Based on the coherence scores, best is usually the max. In this case we choose to select 6 topics, since it is the max value for the C_v score while also having a relatively higher C_umass score.

In [11]:
#Construct final model with NUM_TOPICS topics (Increase iterations and passes because it is the final model)
finalmodel = LdaMulticore(corpus=corpus, 
                          id2word=token_dict, 
                          iterations=100, 
                          num_topics=NUM_TOPICS, 
                          workers = 4, 
                          passes=100, 
                          random_state=47)

finalmodel.print_topics()

[(0,
  '0.017*"energy" + 0.017*"business" + 0.015*"company" + 0.011*"oil" + 0.011*"economic" + 0.010*"financial" + 0.009*"crisis" + 0.009*"clean" + 0.009*"industry" + 0.008*"plan"'),
 (1,
  '0.016*"peace" + 0.015*"freedom" + 0.012*"democracy" + 0.011*"free" + 0.010*"human" + 0.010*"citizen" + 0.009*"europe" + 0.008*"generation" + 0.007*"century" + 0.007*"common"'),
 (2,
  '0.014*"progress" + 0.012*"africa" + 0.012*"partner" + 0.012*"region" + 0.010*"human" + 0.010*"global" + 0.010*"partnership" + 0.009*"asia" + 0.008*"democracy" + 0.008*"trade"'),
 (3,
  '0.017*"gun" + 0.016*"intelligence" + 0.012*"protect" + 0.012*"national" + 0.010*"court" + 0.009*"enforcement" + 0.009*"attack" + 0.008*"public" + 0.008*"terrorist" + 0.008*"review"'),
 (4,
  '0.022*"health" + 0.021*"care" + 0.015*"tax" + 0.015*"pay" + 0.013*"insurance" + 0.013*"business" + 0.011*"reform" + 0.010*"cut" + 0.010*"college" + 0.009*"education"'),
 (5,
  '0.031*"iraq" + 0.023*"military" + 0.020*"terrorist" + 0.017*"afghanis

In [None]:
#Construct final model with NUM_TOPICS topics (Increase iterations and passes because it is the final model)
finalmodel_8 = LdaMulticore(corpus=corpus, 
                          id2word=token_dict, 
                          iterations=100, 
                          num_topics=8, 
                          workers = 4, 
                          passes=100, 
                          random_state=47)

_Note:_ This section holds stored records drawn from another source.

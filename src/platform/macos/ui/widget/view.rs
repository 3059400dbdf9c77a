//! `DuMemoWidgetView`, the NSView subclass behind the widget.
//!
//! The view handles:
//! - Drawing the rounded background in the state's color
//! - Hover tracking (expand on enter, debounced collapse on exit)
//! - File drops, published as [`AppEvent::FileDropped`]
//! - The periodic tick that drains the event bus

use std::path::PathBuf;
use std::time::Instant;

use tracing::{debug, info};

use crate::events::{publish, AppEvent};
use crate::model::constants::*;
use crate::model::{PendingCollapse, WindowState};
use crate::platform::macos::app::with_hover;
use crate::platform::macos::ffi::bridge::{
    get_class, id, msg_send, nil, nsstring_id, path_from_nsurl, Bool, ObjectExt, NO, YES,
};
use crate::platform::macos::handlers::dispatch_events;
use crate::platform::macos::ui::widget::window::apply_window_state;

use objc2::runtime::{AnyClass, AnyObject, ClassBuilder, Sel};
use objc2::sel;
use objc2_app_kit::NSTextAlignment;
use objc2_foundation::{NSPoint, NSRect, NSSize};

/// Pasteboard type of dragged file URLs.
const FILE_URL_TYPE: &str = "public.file-url";

/// NSTrackingMouseEnteredAndExited | NSTrackingActiveAlways | NSTrackingInVisibleRect
const TRACKING_OPTIONS: usize = 0x01 | 0x80 | 0x200;

/// NSDragOperationCopy
const DRAG_OPERATION_COPY: usize = 1;

// ============================================================================
// Boolean ivars (stored as u8)
// ============================================================================

/// Load a boolean ivar stored as u8.
///
/// # Safety
/// The object must have an ivar with the given name of type u8.
pub unsafe fn get_bool_ivar(obj: id, name: &str) -> bool {
    *(*obj).load_ivar::<u8>(name) != 0
}

/// Store a boolean ivar as u8.
///
/// # Safety
/// The object must have an ivar with the given name of type u8.
pub unsafe fn set_bool_ivar(obj: id, name: &str, val: bool) {
    (*obj).store_ivar::<u8>(name, u8::from(val));
}

// ============================================================================
// Registration and creation
// ============================================================================

/// Register `DuMemoWidgetView` and install an instance as `window`'s content.
///
/// # Safety
/// Must be called from the main thread. The window must be a valid NSWindow.
pub unsafe fn register_and_create_view(window: id, size: f64) -> id {
    let class_name = c"DuMemoWidgetView";
    let view_class = if let Some(cls) = AnyClass::get(class_name) {
        cls
    } else {
        let superclass = AnyClass::get(c"NSView").unwrap();
        let mut builder = ClassBuilder::new(class_name, superclass).unwrap();
        register_ivars(&mut builder);
        register_methods(&mut builder);
        builder.register()
    };

    let view: id = msg_send![view_class, alloc];
    let frame = NSRect::new(NSPoint::new(0.0, 0.0), NSSize::new(size, size));
    let view: id = msg_send![view, initWithFrame: frame];
    initialize_view_ivars(view);

    // NSViewWidthSizable | NSViewHeightSizable
    let _: () = msg_send![view, setAutoresizingMask: 18usize];

    install_tracking_area(view);
    register_drag_types(view);
    install_label(view);
    layout_label(view, WindowState::Collapsed);

    let _: () = msg_send![window, setContentView: view];
    view
}

unsafe fn register_ivars(builder: &mut ClassBuilder) {
    builder.add_ivar::<u8>(c"_expanded"); // bool as u8
    builder.add_ivar::<id>(c"_label");

    // Debounced collapse
    builder.add_ivar::<id>(c"_collapseTimer");
    builder.add_ivar::<u64>(c"_collapseToken");

    // Event bus tick
    builder.add_ivar::<id>(c"_dispatchTimer");
}

unsafe fn register_methods(builder: &mut ClassBuilder) {
    builder.add_method(
        sel!(drawRect:),
        draw_rect as unsafe extern "C-unwind" fn(_, _, _),
    );

    // Hover
    builder.add_method(
        sel!(mouseEntered:),
        mouse_entered as unsafe extern "C-unwind" fn(_, _, _),
    );
    builder.add_method(
        sel!(mouseExited:),
        mouse_exited as unsafe extern "C-unwind" fn(_, _, _),
    );
    builder.add_method(
        sel!(collapseTimerFired:),
        collapse_timer_fired as unsafe extern "C-unwind" fn(_, _, _),
    );

    // Drag and drop
    builder.add_method(
        sel!(draggingEntered:),
        dragging_entered as unsafe extern "C-unwind" fn(_, _, _) -> _,
    );
    builder.add_method(
        sel!(draggingUpdated:),
        dragging_entered as unsafe extern "C-unwind" fn(_, _, _) -> _,
    );
    builder.add_method(
        sel!(performDragOperation:),
        perform_drag_operation as unsafe extern "C-unwind" fn(_, _, _) -> _,
    );

    builder.add_method(
        sel!(dispatchTick:),
        dispatch_tick as unsafe extern "C-unwind" fn(_, _, _),
    );
}

unsafe fn initialize_view_ivars(view: id) {
    set_bool_ivar(view, "_expanded", false);
    (*view).store_ivar::<id>("_label", nil);
    (*view).store_ivar::<id>("_collapseTimer", nil);
    (*view).store_ivar::<u64>("_collapseToken", 0);
    (*view).store_ivar::<id>("_dispatchTimer", nil);
}

unsafe fn install_tracking_area(view: id) {
    let area: id = msg_send![get_class("NSTrackingArea"), alloc];
    let area: id = msg_send![
        area,
        initWithRect: NSRect::new(NSPoint::new(0.0, 0.0), NSSize::new(0.0, 0.0)),
        options: TRACKING_OPTIONS,
        owner: view,
        userInfo: nil
    ];
    let _: () = msg_send![view, addTrackingArea: area];
}

unsafe fn register_drag_types(view: id) {
    let types: id = msg_send![get_class("NSArray"), arrayWithObject: nsstring_id(FILE_URL_TYPE)];
    let _: () = msg_send![view, registerForDraggedTypes: types];
}

// ============================================================================
// Size label
// ============================================================================

unsafe fn install_label(view: id) {
    let label: id = msg_send![
        get_class("NSTextField"),
        labelWithString: nsstring_id(WindowState::Collapsed.label())
    ];
    let _: () = msg_send![label, setAlignment: NSTextAlignment::Center];
    let white: id = msg_send![get_class("NSColor"), whiteColor];
    let _: () = msg_send![label, setTextColor: white];
    let _: () = msg_send![view, addSubview: label];
    (*view).store_ivar::<id>("_label", label);
}

/// Update the label text and center it for `state`.
///
/// # Safety
/// Must be called from the main thread. `view` must be a `DuMemoWidgetView`.
pub unsafe fn layout_label(view: id, state: WindowState) {
    let label: id = *(*view).load_ivar::<id>("_label");
    if label.is_null() {
        return;
    }
    let font_size = if state.is_expanded() { 28.0 } else { 13.0 };
    let font: id = msg_send![get_class("NSFont"), boldSystemFontOfSize: font_size];
    let _: () = msg_send![label, setFont: font];
    let _: () = msg_send![label, setStringValue: nsstring_id(state.label())];

    let size = state.size();
    let height = font_size * 1.6;
    let frame = NSRect::new(
        NSPoint::new(0.0, (size - height) / 2.0),
        NSSize::new(size, height),
    );
    let _: () = msg_send![label, setFrame: frame];
}

// ============================================================================
// Timers
// ============================================================================

/// Create a timer on the current run loop in common modes, so it keeps
/// firing during drags and modal panels.
unsafe fn create_timer(target: id, selector: Sel, interval: f64, repeats: bool) -> id {
    let timer: id = msg_send![
        get_class("NSTimer"),
        timerWithTimeInterval: interval,
        target: target,
        selector: selector,
        userInfo: nil,
        repeats: Bool::new(repeats)
    ];
    let run_loop: id = msg_send![get_class("NSRunLoop"), currentRunLoop];
    let common_modes = nsstring_id("kCFRunLoopCommonModes");
    let _: () = msg_send![run_loop, addTimer: timer, forMode: common_modes];
    timer
}

/// Start the main-thread tick that drains the event bus.
///
/// # Safety
/// Must be called from the main thread. `view` must be a `DuMemoWidgetView`.
pub unsafe fn start_dispatch_timer(view: id) -> id {
    let prev: id = *(*view).load_ivar::<id>("_dispatchTimer");
    if !prev.is_null() {
        let _: () = msg_send![prev, invalidate];
    }
    let timer = create_timer(view, sel!(dispatchTick:), EVENT_TICK_SECS, true);
    (*view).store_ivar::<id>("_dispatchTimer", timer);
    timer
}

/// Invalidate and release the pending collapse timer, if any.
unsafe fn cancel_collapse_timer(view: id) {
    let timer: id = *(*view).load_ivar::<id>("_collapseTimer");
    if !timer.is_null() {
        let _: () = msg_send![timer, invalidate];
        let _: () = msg_send![timer, release];
        (*view).store_ivar::<id>("_collapseTimer", nil);
    }
}

unsafe fn arm_collapse_timer(view: id, pending: PendingCollapse) {
    cancel_collapse_timer(view);
    let timer = create_timer(
        view,
        sel!(collapseTimerFired:),
        pending.delay.as_secs_f64(),
        false,
    );
    let _: id = msg_send![timer, retain];
    (*view).store_ivar::<id>("_collapseTimer", timer);
    (*view).store_ivar::<u64>("_collapseToken", pending.token);
    debug!(token = pending.token, "Collapse scheduled");
}

// ============================================================================
// Methods (extern "C-unwind" for the Objective-C runtime)
// ============================================================================

unsafe extern "C-unwind" fn draw_rect(this: &mut AnyObject, _cmd: Sel, _dirty: NSRect) {
    let view = this as *mut _ as id;
    let bounds: NSRect = msg_send![view, bounds];
    let (r, g, b, a) = if get_bool_ivar(view, "_expanded") {
        EXPANDED_COLOR
    } else {
        COLLAPSED_COLOR
    };
    let radius = CORNER_RADIUS
        .min(bounds.size.width / 2.0)
        .min(bounds.size.height / 2.0);

    let color: id = msg_send![
        get_class("NSColor"),
        colorWithCalibratedRed: r,
        green: g,
        blue: b,
        alpha: a
    ];
    let _: () = msg_send![color, setFill];
    let path: id = msg_send![
        get_class("NSBezierPath"),
        bezierPathWithRoundedRect: bounds,
        xRadius: radius,
        yRadius: radius
    ];
    let _: () = msg_send![path, fill];
}

unsafe extern "C-unwind" fn mouse_entered(this: &mut AnyObject, _cmd: Sel, _event: id) {
    let view = this as *mut _ as id;
    cancel_collapse_timer(view);
    if let Some(state) = with_hover(|m| m.hover_entered()).flatten() {
        apply_window_state(view, state);
    }
}

unsafe extern "C-unwind" fn mouse_exited(this: &mut AnyObject, _cmd: Sel, _event: id) {
    let view = this as *mut _ as id;
    if let Some(pending) = with_hover(|m| m.hover_exited(Instant::now())).flatten() {
        arm_collapse_timer(view, pending);
    }
}

unsafe extern "C-unwind" fn collapse_timer_fired(this: &mut AnyObject, _cmd: Sel, _timer: id) {
    let view = this as *mut _ as id;
    cancel_collapse_timer(view);
    let token = *(*view).load_ivar::<u64>("_collapseToken");
    if let Some(state) = with_hover(|m| m.collapse_elapsed(token)).flatten() {
        apply_window_state(view, state);
    }
}

unsafe extern "C-unwind" fn dragging_entered(
    _this: &mut AnyObject,
    _cmd: Sel,
    _sender: id,
) -> usize {
    DRAG_OPERATION_COPY
}

unsafe extern "C-unwind" fn perform_drag_operation(
    _this: &mut AnyObject,
    _cmd: Sel,
    sender: id,
) -> Bool {
    match first_dropped_file(sender) {
        Some(path) => {
            info!(path = %path.display(), "File dropped");
            publish(AppEvent::FileDropped(path));
            YES
        }
        None => {
            debug!("Drop carried no file URL");
            NO
        }
    }
}

unsafe extern "C-unwind" fn dispatch_tick(_this: &mut AnyObject, _cmd: Sel, _timer: id) {
    dispatch_events();
}

/// First file URL on the dragging pasteboard. Further items are ignored.
unsafe fn first_dropped_file(sender: id) -> Option<PathBuf> {
    let pasteboard: id = msg_send![sender, draggingPasteboard];
    let classes: id = msg_send![get_class("NSArray"), arrayWithObject: get_class("NSURL")];
    let urls: id = msg_send![pasteboard, readObjectsForClasses: classes, options: nil];
    if urls.is_null() {
        return None;
    }
    let count: usize = msg_send![urls, count];
    (0..count).find_map(|i| {
        let url: id = msg_send![urls, objectAtIndex: i];
        let is_file: bool = msg_send![url, isFileURL];
        if is_file {
            path_from_nsurl(url)
        } else {
            None
        }
    })
}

finalmodel_8.print_topics()

In [None]:
save_model=pd.DataFrame(finalmodel_8.print_topics(),columns=['del', 'topic'])
save_model.drop('del', axis=1, inplace=True)
#save_model.to_csv('./topics/topics_8.csv', index=False)

In [None]:
finalmodel_8.get_topics() # shape: num_topics x vocabulary_size

In [None]:
[topic for num, topic in finalmodel_8.show_topics(num_topics=8, num_words=8,formatted=True)]

In [None]:
x=finalmodel_8.show_topics(num_topics=8, num_words=8,formatted=False)
topics_words = [(tp[0], [wd[0] for wd in tp[1]]) for tp in x]
#Below Code Prints Topics and Words
for topic,words in topics_words:
    print(str(topic)+ "::"+ str(words))
print()

In [None]:
#Checking for first speech - DNC keynote speech 2004
finalmodel_8[corpus][0]
#Main topic is Topic 3, which seems to be some sort of mixed bag. The speech itself covers his personal life and the democratic party.

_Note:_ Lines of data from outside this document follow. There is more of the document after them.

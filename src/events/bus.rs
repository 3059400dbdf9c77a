//! Thread-safe event bus using mpsc channels.
//!
//! The bus provides a simple publish/subscribe mechanism where:
//! - Any thread can publish events via `EventPublisher::publish()`
//! - The main thread polls for events via `EventBus::drain()`

use std::sync::mpsc::{self, Receiver, Sender, TryRecvError};
use std::time::{Duration, Instant};

use super::types::AppEvent;

/// Thread-safe event bus for application-wide event distribution.
///
/// Uses a multi-producer, single-consumer (mpsc) channel internally.
///
/// # Example
///
/// ```
/// use std::path::PathBuf;
/// use dumemo::events::{AppEvent, EventBus};
///
/// let bus = EventBus::new();
/// let publisher = bus.publisher();
///
/// publisher.publish(AppEvent::FileDropped(PathBuf::from("/tmp/a.txt")));
///
/// let events = bus.drain();
/// assert_eq!(events.len(), 1);
/// ```
pub struct EventBus {
    sender: Sender<AppEvent>,
    receiver: Receiver<AppEvent>,
}

impl EventBus {
    /// Create a new event bus.
    pub fn new() -> Self {
        let (sender, receiver) = mpsc::channel();
        Self { sender, receiver }
    }

    /// Get a publisher handle that can be cloned and sent to other threads.
    pub fn publisher(&self) -> EventPublisher {
        EventPublisher {
            sender: self.sender.clone(),
        }
    }

    /// Try to receive the next event without blocking.
    pub fn try_recv(&self) -> Option<AppEvent> {
        match self.receiver.try_recv() {
            Ok(event) => Some(event),
            // The bus owns a sender, so Disconnected cannot happen while it lives
            Err(TryRecvError::Empty) | Err(TryRecvError::Disconnected) => None,
        }
    }

    /// Block for up to `timeout` waiting for the next event.
    pub fn recv_timeout(&self, timeout: Duration) -> Option<AppEvent> {
        self.receiver.recv_timeout(timeout).ok()
    }

    /// Collect events until `count` arrived or `timeout` elapsed.
    pub fn wait_for(&self, count: usize, timeout: Duration) -> Vec<AppEvent> {
        let deadline = Instant::now() + timeout;
        let mut events = Vec::new();
        while events.len() < count {
            let remaining = deadline.saturating_duration_since(Instant::now());
            if remaining.is_zero() {
                break;
            }
            match self.recv_timeout(remaining) {
                Some(event) => events.push(event),
                None => break,
            }
        }
        events
    }

    /// Drain all pending events into a Vec.
    pub fn drain(&self) -> Vec<AppEvent> {
        let mut events = Vec::new();
        while let Some(event) = self.try_recv() {
            events.push(event);
        }
        events
    }
}

impl Default for EventBus {
    fn default() -> Self {
        Self::new()
    }
}

/// A cloneable, thread-safe event publisher.
#[derive(Clone)]
pub struct EventPublisher {
    sender: Sender<AppEvent>,
}

impl EventPublisher {
    /// Create a publisher from an existing sender.
    pub fn from_sender(sender: Sender<AppEvent>) -> Self {
        Self { sender }
    }

    /// Publish an event to the bus.
    ///
    /// Non-blocking. If the receiver is gone the app is shutting down and the
    /// event is dropped.
    pub fn publish(&self, event: AppEvent) {
        let _ = self.sender.send(event);
    }
}
pub mod base;
pub mod device_token;
pub mod notification;
pub mod preference;
pub mod template;
pub mod user;

pub use base::BaseDao;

What follows is an advanced visualisation of the topics. Each circle represents a topic and upon hovering over a circle, the bars on the right illustrate the frequency of words that appear in the topic. Closer circles are more related, which is logical since political arguments correlate highly with voting campaigns. Visualisation of circles is done through PCA dimension reduction.

### The topic numbers and order in the plot below do NOT correspond to the topic numbers in print_topics

In [None]:
#       vis = pyLDAvis.gensim_models.prepare(lda_model, corpus, id2word)
lda_display = pyLDAvis.gensim_models.prepare(topic_model=finalmodel_8, corpus=corpus, dictionary=token_dict)
pyLDAvis.display(lda_display)

In [None]:
columns = list(dict(token_dict).values())

In [None]:
# num topics x vocab size, here 9x1000
topic_vals = pd.DataFrame(finalmodel_8.get_topics(), columns=columns)
topic_vals.shape

In [None]:
topic_by_doc=list(finalmodel_8[corpus])

In [None]:
#[doc][topic][0-id] or [1-value]
doc_topics = []
for doc_num in range(len(topic_by_doc)):
    topics_for_doc = [0] * len(finalmodel_8.print_topics())
    for i in range(len(finalmodel_8.print_topics())):
        if (i < len(topic_by_doc[doc_num])):
            topics_for_doc[topic_by_doc[doc_num][i][0]]=topic_by_doc[doc_num][i][1]
    doc_topics.append(topics_for_doc);

In [None]:
# doc_topics is num_docs x num_topics or 743 rows x 9 cols
doc_topics = pd.DataFrame(doc_topics)
doc_topics.shape

In [None]:
docs_words = doc_topics.dot(topic_vals)

In [None]:
# sum for each document should by 1-ish
docs_words.sum(axis=1) # 0-rows, 1-cols

### Load just the 101 speeches used for comparison

In [None]:
# Load up the files

paths = ['./speeches/']

speeches = []

for path in paths:
    list_of_files = []
    for root, dirs, files in os.walk(path):
        for file in files:
            if file.endswith('.txt'):
                list_of_files.append(os.path.join(root,file))
   
    for file in list_of_files:
        with open(file, encoding='utf-8') as f:
            text = f.read()
        f.close()
        speeches.append(text)

#clean out goofy unicode  space characters 
speeches = [unicodedata.normalize("NFKD", speech) for speech in speeches if len(speech)>0 ]
#clean out xa0 space characters
[speech.replace(u'\xa0', '') for speech in speeches]; # ; supresses output
# remove [stuff] in between square brackets
def remove_bracket(text):
    return re.sub(r'(\[[^w]*\]\s)', '',text)
speeches = [remove_bracket(speech) for speech in speeches]
# Clean up whitespace
speeches = [re.sub(r'[\s+]', ' ', speech) for speech in speeches]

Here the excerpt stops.